Tony Cani, a Democratic operative who has been handling public relations for the recall, said the group gathered more than 18,000 signatures, which is the most that has ever been collected for a legislative recall in Arizona history.
The successful effort to recall former Sen. Russell Pearce, the Mesa Republican who sponsored the highly controversial anti-illegal immigration bill SB1070, only needed about 7,000 signatures to get on the ballot in 2011.
A recall effort must get the number of signatures equal to 25% of the number of votes cast in the last election for the office, and with a higher turnout in 2020, the Finchem recall effort needed 24,775 by July 8.
“While it’s really disappointing that voters won’t get a chance sooner rather than later to hold Finchem accountable for his actions, they’re really happy with the amount of attention and research they were able to do,” Cani said. “Finchem is a relatively national name in these circles now and he’s facing scrutiny like he’s never had to face before.”
The recall’s supporters pointed to Finchem’s support for efforts to overturn the results of the election as evidence of his unfitness for office. Finchem has said he didn’t break any laws and wasn’t involved in entering the Capitol and has accused his political opponents of trying to stifle his right to speak about possible election fraud. Democrats have sought to keep a spotlight on what happened, filing an ethics complaint against Finchem that was dismissed and even introducing a resolution that has gone nowhere to expel him from the Legislature.
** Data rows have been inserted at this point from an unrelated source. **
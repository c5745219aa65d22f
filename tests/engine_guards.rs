//! Guard coverage: permission matrix enforcement, scope checks under both
//! modes, visibility rules, draft-only deletion, and lock-conflict
//! signalling.

mod common;

use approval_flow::{
    ActionRequest, WorkflowAction, WorkflowError, WorkflowFilter, WorkflowRole, WorkflowStatus,
    WorkflowType,
};
use sqlx::PgPool;

use common::*;

fn as_role(action: WorkflowAction, actor: &str, role: WorkflowRole) -> ActionRequest {
    ActionRequest {
        action,
        actor_code: Some(actor.to_string()),
        role: Some(role),
        comment: None,
    }
}

#[sqlx::test(migrations = "./migrations")]
async fn representative_cannot_approve(pool: PgPool) -> anyhow::Result<()> {
    seed_hierarchy(&pool).await?;
    seed_approvers(&pool, WorkflowType::CancelLinkPharmacy).await?;
    let engine = engine(pool);

    let detail = engine.create(cancel_link_pharmacy_request(MR1)).await?;
    let id = detail.workflow.id;
    engine
        .act(id, as_role(WorkflowAction::Submit, MR1, WorkflowRole::Mr))
        .await?;

    let err = engine
        .act(id, as_role(WorkflowAction::Approve, MR1, WorkflowRole::Mr))
        .await
        .unwrap_err();
    assert!(matches!(err, WorkflowError::Authorization(_)));
    Ok(())
}

#[sqlx::test(migrations = "./migrations")]
async fn approval_requires_current_step_role(pool: PgPool) -> anyhow::Result<()> {
    seed_hierarchy(&pool).await?;
    seed_approvers(&pool, WorkflowType::CancelLinkPharmacy).await?;
    let engine = engine(pool);

    let detail = engine.create(cancel_link_pharmacy_request(MR1)).await?;
    let id = detail.workflow.id;
    engine
        .act(id, as_role(WorkflowAction::Submit, MR1, WorkflowRole::Mr))
        .await?;

    // RSM is in the chain but the DSM step is the one in progress
    let err = engine
        .act(id, as_role(WorkflowAction::Approve, RSM1, WorkflowRole::Rsm))
        .await
        .unwrap_err();
    assert!(matches!(err, WorkflowError::Authorization(_)));
    Ok(())
}

#[sqlx::test(migrations = "./migrations")]
async fn role_without_actor_is_rejected(pool: PgPool) -> anyhow::Result<()> {
    seed_hierarchy(&pool).await?;
    seed_approvers(&pool, WorkflowType::CancelLinkPharmacy).await?;
    let engine = engine(pool);

    let detail = engine.create(cancel_link_pharmacy_request(MR1)).await?;
    let err = engine
        .act(
            detail.workflow.id,
            ActionRequest {
                action: WorkflowAction::Submit,
                actor_code: None,
                role: Some(WorkflowRole::Mr),
                comment: None,
            },
        )
        .await
        .unwrap_err();
    assert!(matches!(err, WorkflowError::Validation(_)));
    Ok(())
}

#[sqlx::test(migrations = "./migrations")]
async fn only_submitter_may_submit_or_withdraw(pool: PgPool) -> anyhow::Result<()> {
    seed_hierarchy(&pool).await?;
    seed_approvers(&pool, WorkflowType::CancelLinkPharmacy).await?;
    let engine = engine(pool);

    let detail = engine.create(cancel_link_pharmacy_request(MR1)).await?;
    let id = detail.workflow.id;

    let err = engine
        .act(id, as_role(WorkflowAction::Submit, MR2, WorkflowRole::Mr))
        .await
        .unwrap_err();
    assert!(matches!(err, WorkflowError::Authorization(_)));

    engine
        .act(id, as_role(WorkflowAction::Submit, MR1, WorkflowRole::Mr))
        .await?;
    let err = engine
        .act(id, as_role(WorkflowAction::Withdraw, MR2, WorkflowRole::Mr))
        .await
        .unwrap_err();
    assert!(matches!(err, WorkflowError::Authorization(_)));
    Ok(())
}

#[sqlx::test(migrations = "./migrations")]
async fn reassignment_outside_submitter_scope_names_hospitals(
    pool: PgPool,
) -> anyhow::Result<()> {
    seed_hierarchy(&pool).await?;
    seed_approvers(&pool, WorkflowType::CancelTargetHospital).await?;
    let engine = engine(pool);

    // MR1 owns H001 and H002; H003 belongs to MR2
    let err = engine
        .create(cancel_target_hospital_request(
            MR1,
            &[("H002", 60.0), ("H003", 40.0)],
        ))
        .await
        .unwrap_err();
    match err {
        WorkflowError::Authorization(msg) => {
            assert!(msg.contains("H003"), "offending code missing: {msg}");
            assert!(!msg.contains("H002"), "in-scope code flagged: {msg}");
        }
        other => panic!("expected authorization error, got {other:?}"),
    }

    // Entirely in-scope reassignment goes through
    let detail = engine
        .create(cancel_target_hospital_request(MR1, &[("H002", 100.0)]))
        .await?;
    assert_eq!(detail.workflow.status, WorkflowStatus::Draft);
    Ok(())
}

#[sqlx::test(migrations = "./migrations")]
async fn reassignment_requires_submitter_scope_in_every_mode(pool: PgPool) -> anyhow::Result<()> {
    seed_hierarchy(&pool).await?;
    seed_approvers(&pool, WorkflowType::CancelTargetHospital).await?;

    // "GHOST" has no hierarchy rows; even permissive mode refuses a
    // reassignment from an actor with nothing to reassign
    let engine = engine(pool);
    let err = engine
        .create(cancel_target_hospital_request("GHOST", &[("H001", 100.0)]))
        .await
        .unwrap_err();
    assert!(matches!(err, WorkflowError::Authorization(_)));
    Ok(())
}

#[sqlx::test(migrations = "./migrations")]
async fn empty_scope_restricts_only_in_strict_mode(pool: PgPool) -> anyhow::Result<()> {
    seed_hierarchy(&pool).await?;
    seed_approvers(&pool, WorkflowType::NewTargetHospital).await?;

    // "GHOST" has no hierarchy rows at all
    let permissive = engine(pool.clone());
    let detail = permissive
        .create(new_target_hospital_request("GHOST"))
        .await?;
    assert_eq!(detail.workflow.status, WorkflowStatus::Draft);

    let strict = engine_with_mode(pool, approval_flow::ScopeMode::Strict);
    let err = strict
        .create(new_target_hospital_request("GHOST"))
        .await
        .unwrap_err();
    assert!(matches!(err, WorkflowError::Authorization(_)));
    Ok(())
}

#[sqlx::test(migrations = "./migrations")]
async fn drafts_visible_only_to_submitter(pool: PgPool) -> anyhow::Result<()> {
    seed_hierarchy(&pool).await?;
    seed_approvers(&pool, WorkflowType::CancelLinkPharmacy).await?;
    let engine = engine(pool);

    let detail = engine.create(cancel_link_pharmacy_request(MR1)).await?;
    let id = detail.workflow.id;

    assert!(engine.find_one(id, Some(MR1)).await.is_ok());
    let err = engine.find_one(id, Some(MR2)).await.unwrap_err();
    assert!(matches!(err, WorkflowError::Authorization(_)));

    // Once in progress the current assignee may see it, other actors not
    engine
        .act(id, as_role(WorkflowAction::Submit, MR1, WorkflowRole::Mr))
        .await?;
    assert!(engine.find_one(id, Some(DSM1)).await.is_ok());
    assert!(engine.find_one(id, Some(MR1)).await.is_ok());
    let err = engine.find_one(id, Some(MR2)).await.unwrap_err();
    assert!(matches!(err, WorkflowError::Authorization(_)));
    Ok(())
}

#[sqlx::test(migrations = "./migrations")]
async fn list_restricts_to_participants(pool: PgPool) -> anyhow::Result<()> {
    seed_hierarchy(&pool).await?;
    seed_approvers(&pool, WorkflowType::CancelLinkPharmacy).await?;
    let engine = engine(pool);

    let detail = engine.create(cancel_link_pharmacy_request(MR1)).await?;
    let id = detail.workflow.id;
    engine
        .act(id, as_role(WorkflowAction::Submit, MR1, WorkflowRole::Mr))
        .await?;

    let for_actor = |actor: &str| WorkflowFilter {
        actor_code: Some(actor.to_string()),
        ..Default::default()
    };
    assert_eq!(engine.list(&for_actor(MR1)).await?.len(), 1);
    assert_eq!(engine.list(&for_actor(DSM1)).await?.len(), 1);
    assert!(engine.list(&for_actor(MR2)).await?.is_empty());

    // Status filter composes with the actor restriction
    let filter = WorkflowFilter {
        actor_code: Some(MR1.to_string()),
        status: Some(WorkflowStatus::Draft),
        ..Default::default()
    };
    assert!(engine.list(&filter).await?.is_empty());
    Ok(())
}

#[sqlx::test(migrations = "./migrations")]
async fn only_draft_workflows_can_be_deleted(pool: PgPool) -> anyhow::Result<()> {
    seed_hierarchy(&pool).await?;
    seed_approvers(&pool, WorkflowType::CancelLinkPharmacy).await?;
    let engine = engine(pool);

    let detail = engine.create(cancel_link_pharmacy_request(MR1)).await?;
    let id = detail.workflow.id;

    let err = engine.remove(id, Some(MR2)).await.unwrap_err();
    assert!(matches!(err, WorkflowError::Authorization(_)));

    engine
        .act(id, as_role(WorkflowAction::Submit, MR1, WorkflowRole::Mr))
        .await?;
    let err = engine.remove(id, Some(MR1)).await.unwrap_err();
    assert!(matches!(err, WorkflowError::Validation(_)));

    engine
        .act(id, as_role(WorkflowAction::Withdraw, MR1, WorkflowRole::Mr))
        .await?;
    engine.remove(id, Some(MR1)).await?;
    let err = engine.find_one(id, None).await.unwrap_err();
    assert!(matches!(err, WorkflowError::NotFound(_)));
    Ok(())
}

#[sqlx::test(migrations = "./migrations")]
async fn compliance_approval_requires_attachment(pool: PgPool) -> anyhow::Result<()> {
    seed_hierarchy(&pool).await?;
    seed_approvers(&pool, WorkflowType::NewLinkPharmacy).await?;
    let engine = engine(pool);

    let detail = engine
        .create(approval_flow::CreateWorkflow {
            workflow_type: WorkflowType::NewLinkPharmacy,
            payload: serde_json::json!({ "pharmacyCode": "P300", "requireCD": true }),
            title: None,
            submitted_by: Some(MR1.to_string()),
        })
        .await?;
    let id = detail.workflow.id;

    engine
        .act(id, as_role(WorkflowAction::Submit, MR1, WorkflowRole::Mr))
        .await?;
    engine
        .act(id, as_role(WorkflowAction::Approve, DSM1, WorkflowRole::Dsm))
        .await?;
    let detail = engine
        .act(id, as_role(WorkflowAction::Approve, RSM1, WorkflowRole::Rsm))
        .await?;
    assert_eq!(
        detail.current_step().map(|s| s.role),
        Some(WorkflowRole::Cd)
    );

    let err = engine
        .act(id, as_role(WorkflowAction::Approve, CD1, WorkflowRole::Cd))
        .await
        .unwrap_err();
    assert!(matches!(err, WorkflowError::Validation(_)));

    engine
        .add_attachment(id, None, "compliance-review.pdf", None, None)
        .await?;
    let detail = engine
        .act(id, as_role(WorkflowAction::Approve, CD1, WorkflowRole::Cd))
        .await?;
    assert_eq!(
        detail.current_step().map(|s| s.role),
        Some(WorkflowRole::Biso1)
    );
    Ok(())
}

#[sqlx::test(migrations = "./migrations")]
async fn concurrent_action_fails_fast_with_conflict(pool: PgPool) -> anyhow::Result<()> {
    seed_hierarchy(&pool).await?;
    seed_approvers(&pool, WorkflowType::CancelLinkPharmacy).await?;
    let engine = engine(pool.clone());

    let detail = engine.create(cancel_link_pharmacy_request(MR1)).await?;
    let id = detail.workflow.id;
    engine
        .act(id, as_role(WorkflowAction::Submit, MR1, WorkflowRole::Mr))
        .await?;

    // Hold the workflow row lock the way a racing act() would
    let mut tx = pool.begin().await?;
    sqlx::query("SELECT id FROM workflows WHERE id = $1 FOR UPDATE")
        .bind(id)
        .execute(&mut *tx)
        .await?;

    let err = engine
        .act(id, as_role(WorkflowAction::Approve, DSM1, WorkflowRole::Dsm))
        .await
        .unwrap_err();
    assert!(matches!(err, WorkflowError::Conflict(_)));
    tx.rollback().await?;

    // With the lock released the same action succeeds
    let detail = engine
        .act(id, as_role(WorkflowAction::Approve, DSM1, WorkflowRole::Dsm))
        .await?;
    assert_eq!(
        detail.current_step().map(|s| s.role),
        Some(WorkflowRole::Rsm)
    );
    Ok(())
}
A right-wing effort to recall Gov. Doug Ducey, Secretary of State Katie Hobbs, Superintendent of Public Instruction Kathy Hoffman and Sen. Paul Boyer, R-Glendale, fizzled last week when the organizers didn’t file any petitions by the deadline Friday. That leaves just two recall efforts that have a possibility of making the ballot this November – one coming from the right against House Speaker Rusty Bowers, R-Mesa, for which signatures are due Thursday, and another effort to recall Sen. Paul Boyer, R-Glendale, for which the signature deadline is Saturday.